Hiç kimse üzerine kara bulutların çöktüğü, dünyadaki cennet olarak görülen bu görkemli imparatorluğun başına onun geçeceğini hayal edemezdi.
Arseiyah, başkente uzak bir vilayette yaşayan kimsesiz bir genç kızdı. Ne damarlarındaki kan, ne de ona ba...
Arseiyah bunalmıştı. Kendisini bir an önce bu gürültülü ve sıcak avludan dışarıya, buz gibi havaya atmak istiyordu ama yapamazdı. Saat ilerlemiş olsa da müşterilerin açlığı ve susuzluğu hiç dinmemiş gibiydi. O ve Efozia; bu coşkulu insanların arasından sanki dalgalarla boğuşuyormuşçasına, elleri tabak çanaklarla dolu bir biçimde, güçlükle ilerliyorlardı. Dolu olanları masalara bırakınca, bu sefer boş olanlarla aynı yolu tekrar aşıyorlardı. Bu mutfak, fıçılar ve masalar arasında mekik dokuma, böylece devam etti. Fakat saatler geçse de Arseiyah'ı, ne kafasındaki düşünceler, ne de üstündeki boğucu his hiç rahat bırakmamıştı. Zaten diğer günlerden hiçbir farkı olmayan bugünü, bu denli dayanılmaz kılan da onlardı. Yine de Arseiyah, içindeki kısacık bir süreliğine de olsa kapıdan çıkma dürtüsüne direndi. Ta ki Teskana Hanım, onu durdurmak için kolunu tutuncaya kadar.
"Arseiyah, pek iyi görünmüyorsun. Bir şey mi oldu?" diye sordu. Zaman geçmiş, kalabalık biraz dağılmış, gürültü azalmıştı. Hanın sahibi Teskana da, mutfaktaki işlerden ve hesap kitap işlerinden başını kaldırabilmiş; böylece tam zamanlı garsonu, gerektiğinde ise hanın fedaisi, Arseiyah'ın yüzüne bakabilmişti.
Arseiyah, etrafa gülücükler saçan bir çocuk değildi. Yaşadıkları buna izin vermezdi. Fakat ya onlara inat ya da belki nezaketinden, gülümserdi. Hatta ara sıra, etrafındakileri kahkahalara boğacak kadar iyi espriler yapardı. Hanın müşterileri katıla katıla gülerken Arseiyah, sanki bu durumla hiçbir alakası yokmuş gibi hafifçe tebessüm eder; hiç istifini bozmadan masadan boş bir tabak ya da bardak alıp uzaklaşırdı. Bugün bu yaşanmamıştı. Arseiyah somurtmuyordu; ama belli ki kendini zorluyordu.
"İyiyim Hanımım. Sadece birazcık hava alsam fena olmazdı." diye cevapladı. "Elbette. Neden biraz dinlenmiyorsun?"

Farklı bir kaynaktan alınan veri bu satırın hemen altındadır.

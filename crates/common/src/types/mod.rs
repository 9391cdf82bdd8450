use serde::Serialize;

/// Liveness payload returned by `/health`.
#[derive(Serialize, Debug, Clone, Copy)]
pub struct Health {
    pub status: &'static str,
}

impl Health {
    pub fn ok() -> Self { Self { status: "ok" } }
}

Teskana bunu söylerken Efozia da onlara yaklaşmıştı. Yoğunluktan dolayı o da işinden başını kaldıramamıştı. Şimdi ise arkadaşının yüzünde dolaşan kara bulutları görebiliyordu. Arseiyah canının sıkkın olduğunu ifadesizlikle örtebiliyordu; lakin üç yıldır neredeyse günün her saatini birlikte geçirdiği Efozia'dan pek de bir şeyi gizleyebilmesi mümkün değildi. Efozia ; "Hey Ars, ortam epey sakinleşti. Sen burayı bana bırak da biraz kafanı dinle." diyerek cevabını bile beklemeden mutfağa yöneldi. Arseiyah, ikisine de teşekkür edip aceleci adımlarla hanın tek kanatlı ahşap kapısından dışarı çıktı.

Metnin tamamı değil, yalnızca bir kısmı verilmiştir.